*Problem to work on*:
Beginning with the first line, please return the entries exactly through the line that contains "question type tag.", and leave out all later lines.

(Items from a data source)
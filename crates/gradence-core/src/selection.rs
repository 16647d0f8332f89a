//! Random selection of questions from an exam.
//!
//! The selection works on a borrowed snapshot of the questions and never reorders it. The
//! optional type filter keeps the original order, only the shuffle step permutes the copy.

use gradence_model::question::Question;
use rand::rng;
use rand::seq::SliceRandom;
use rand_chacha::ChaCha20Rng;
use rand_chacha::rand_core::SeedableRng;

/// Anything that carries a question type tag.
pub trait Typed {
    fn question_type(&self) -> &str;
}

impl Typed for Question {
    fn question_type(&self) -> &str {
        &self.r#type
    }
}

/// Source of the permutation applied when more questions are available than requested.
pub trait ShuffleSource {
    fn shuffle<T>(&mut self, items: &mut [T]);
}

/// Uniform shuffle backed by the thread local CSPRNG.
#[derive(Debug, Default, Clone, Copy)]
pub struct ThreadShuffle;

impl ShuffleSource for ThreadShuffle {
    fn shuffle<T>(&mut self, items: &mut [T]) {
        items.shuffle(&mut rng());
    }
}

/// Reproducible shuffle: the same seed applied to the same sequence always yields the same
/// permutation. Backed by ChaCha20, whose output stream is fixed across crate releases, so a
/// stored seed keeps producing the same exam variant.
#[derive(Debug, Clone)]
pub struct SeededShuffle(ChaCha20Rng);

impl SeededShuffle {
    #[must_use]
    pub fn new(seed: i64) -> Self {
        Self(ChaCha20Rng::seed_from_u64(seed.cast_unsigned()))
    }
}

impl ShuffleSource for SeededShuffle {
    fn shuffle<T>(&mut self, items: &mut [T]) {
        items.shuffle(&mut self.0);
    }
}

/// Selects up to `count` questions.
///
/// A present, non-blank `question_type` keeps only questions whose type matches it ignoring
/// case. The filter value is compared as given, surrounding whitespace is significant. If no
/// more than `count` questions remain they are returned in their original order, otherwise the
/// remaining questions are shuffled with `source` and the first `count` are returned. A
/// `count` of zero or less selects nothing.
pub fn select_questions<T, S>(questions: &[T], count: i64, question_type: Option<&str>, source: &mut S) -> Vec<T>
where
    T: Typed + Clone,
    S: ShuffleSource,
{
    let Ok(count) = usize::try_from(count) else {
        return Vec::new();
    };
    if count == 0 {
        return Vec::new();
    }

    let mut selected: Vec<T> = match question_type.filter(|t| !t.trim().is_empty()) {
        Some(question_type) => questions
            .iter()
            .filter(|question| type_matches(question.question_type(), question_type))
            .cloned()
            .collect(),
        None => questions.to_vec(),
    };

    if selected.len() <= count {
        return selected;
    }

    source.shuffle(&mut selected);
    selected.truncate(count);
    selected
}

/// [`select_questions`] with a [`SeededShuffle`] if a seed is given and a [`ThreadShuffle`]
/// otherwise.
pub fn select_random_questions<T>(questions: &[T], count: i64, question_type: Option<&str>, seed: Option<i64>) -> Vec<T>
where
    T: Typed + Clone,
{
    match seed {
        Some(seed) => select_questions(questions, count, question_type, &mut SeededShuffle::new(seed)),
        None => select_questions(questions, count, question_type, &mut ThreadShuffle),
    }
}

fn type_matches(question_type: &str, filter: &str) -> bool {
    question_type == filter || question_type.to_lowercase() == filter.to_lowercase()
}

*Result of the exercise*:
filename crates/gradence-core/src/selection.rs
repository 16647d0f8332f89a
//! Random selection of questions from an exam.
//!
//! The selection works on a borrowed snapshot of the questions and never reorders it. The
//! optional type filter keeps the original order, only the shuffle step permutes the copy.

use gradence_model::question::Question;
use rand::rng;
use rand::seq::SliceRandom;
use rand_chacha::ChaCha20Rng;
use rand_chacha::rand_core::SeedableRng;

/// Anything that carries a question type tag.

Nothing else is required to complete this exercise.